Ahmet Ümit, geboren 1960 in Gaziantep, ist einer der meistgelesenen Autoren in der Türkei. Er war von 1974 bis 1989 aktives Mitglied der Türkischen Kommunistischen Partei und schrieb in den Achtzigerjahren nicht nur seine ersten literarischen Texte, sondern studierte auch an der Akademie für Gesellschaftswissenschaften in Moskau, was zu jener Zeit nach türkischem Recht illegal war. Während der Militärdiktatur von 1980-1990 war er im Untergrund aktiv und musste zeitweise auch selbst untertauchen. Er zog sich schließlich aus der aktiven Politik zurück und konzentrierte sich aufs Schreiben. Einige seiner zahlreichen Bücher wurden erfolgreich verfilmt. Für seine Nachforschungen zu »Das Land der verlorenen Götter« wurde er 2023 zum Korrespondierenden Mitglied des Deutschen Archäologischen Instituts Istanbul ernannt.

3

»… GRABSTEINE MIT TURBANEN«


Auf dem Flugplatz musterte ich die Abholer. Ich hielt Ausschau nach einem Pappschild mit meinem Namen, einem lächelnden Gesicht, einem Augenpaar, das nach mir suchte. Vergebens. Niemand war mich abholen gekommen. Meine neugierige Sitznachbarin nahm ihre beiden Töchter in den Arm, die Sehnsucht war offensichtlich groß, das junge Pärchen, das vor uns gesessen hatte, umarmte einen alten Mann, und ich stand mit dem Koffer in der Hand und dem Notebookcase über der Schulter verloren mittendrin. Was jetzt? Sich hilflos umzuschauen war sinnlos. Den Koffer hinter mir herziehend strebte ich zum Ausgang. Kaum verließ ich die im Wiedersehensglück taumelnde Menge, hörte ich leise eine Männerstimme: »Miss Karen … Miss Karen …« Ich drehte mich um, da stand ein korpulenter, nicht allzu großer Mann im grauen Anzug. Er war außer Atem, seine Stirn triefte vor Schweiß, offenbar war er gelaufen, um rechtzeitig zu kommen. In schlechtem Englisch fragte er zerknirscht:

»Pardon, sind Sie Miss Karen?«

Wie er sich schämte, seine Hast, sein fürchterlicher Akzent brachten mich auf die Palme.

»Ja«, entgegnete ich schroff. »Ja, ich bin Karen Greenwood.«

Statt erleichtert aufzuatmen, lief sein Gesicht hochrot an.

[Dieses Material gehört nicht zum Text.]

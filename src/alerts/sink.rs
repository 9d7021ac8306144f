use crate::error::SinkError;
use crate::events::ErrorRecord;
use std::future::Future;
use std::pin::Pin;
use std::sync::atomic::{AtomicUsize, Ordering};
use std::sync::{Mutex, PoisonError};
use std::time::Duration;

/// Boxed future returned by [`NotificationSink::send`]
pub type SendFuture<'a> = Pin<Box<dyn Future<Output = Result<(), SinkError>> + Send + 'a>>;

/// A notification delivery target
///
/// Implementations must turn every transport problem (timeouts, auth
/// failures, unexpected responses) into an `Err` rather than panicking; the
/// dispatcher records it as a failed delivery for this sink only.
pub trait NotificationSink: Send + Sync {
    /// Short, stable name used as the key in dispatch results
    fn name(&self) -> &str;

    /// Deliver one error record
    fn send<'a>(&'a self, record: &'a ErrorRecord) -> SendFuture<'a>;
}

/// Mock sink for testing
///
/// Succeeds or fails on demand, optionally after a delay, and remembers how
/// often it was called and with which record.
pub struct MockSink {
    name: String,
    fail_with: Option<String>,
    delay: Option<Duration>,
    call_count: AtomicUsize,
    last_record: Mutex<Option<ErrorRecord>>,
}

impl MockSink {
    /// Create a mock sink that always delivers successfully
    pub fn success(name: &str) -> Self {
        Self {
            name: name.to_string(),
            fail_with: None,
            delay: None,
            call_count: AtomicUsize::new(0),
            last_record: Mutex::new(None),
        }
    }

    /// Create a mock sink that always fails with the given message
    pub fn failing(name: &str, error_message: &str) -> Self {
        Self {
            fail_with: Some(error_message.to_string()),
            ..Self::success(name)
        }
    }

    /// Add a delay to every delivery (useful for testing timeouts)
    pub fn with_delay(mut self, delay: Duration) -> Self {
        self.delay = Some(delay);
        self
    }

    /// Number of times send() has been called
    pub fn call_count(&self) -> usize {
        self.call_count.load(Ordering::SeqCst)
    }

    /// The last record passed to send()
    pub fn last_record(&self) -> Option<ErrorRecord> {
        self.last_record
            .lock()
            .unwrap_or_else(PoisonError::into_inner)
            .clone()
    }
}

impl NotificationSink for MockSink {
    fn name(&self) -> &str {
        &self.name
    }

    fn send<'a>(&'a self, record: &'a ErrorRecord) -> SendFuture<'a> {
        Box::pin(async move {
            self.call_count.fetch_add(1, Ordering::SeqCst);
            *self
                .last_record
                .lock()
                .unwrap_or_else(PoisonError::into_inner) = Some(record.clone());

            if let Some(delay) = self.delay {
                tokio::time::sleep(delay).await;
            }

            match &self.fail_with {
                Some(message) => Err(SinkError::NotificationFailed(message.clone())),
                None => Ok(()),
            }
        })
    }
}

»Bitte entschuldigen Sie, ich bin zu spät«, sein Englisch wurde immer schlimmer. »Eigentlich sollte ein Kollege Sie abholen, der Ihre Sprache spricht, aber …«

Ich wollte das nicht wissen, wollte auch nicht, dass der Mann vor mir buckelte. Ich wollte nur ins Hotel, duschen und mich aufs Bett werfen. Ich seufzte gequält und switchte auf Türkisch um.

»Mühen Sie sich nicht weiter mit Englisch ab, ich beherrsche Ihre Sprache. Sie können Türkisch mit mir reden.«

Die Augen des Mannes strahlten auf. Als hätte er einen Verwandten getroffen, legte sich ein breites Lächeln auf seine schmalen Lippen.

»Sie können also Türkisch«, sagte er dankbar. »Wunderbar … Ich bin Mennan … Mennan Fidan. Ich leite die Agentur in Konya.«

Er merkte, dass mich nicht interessierte, was er sagte, und dachte, ich wäre ihm böse.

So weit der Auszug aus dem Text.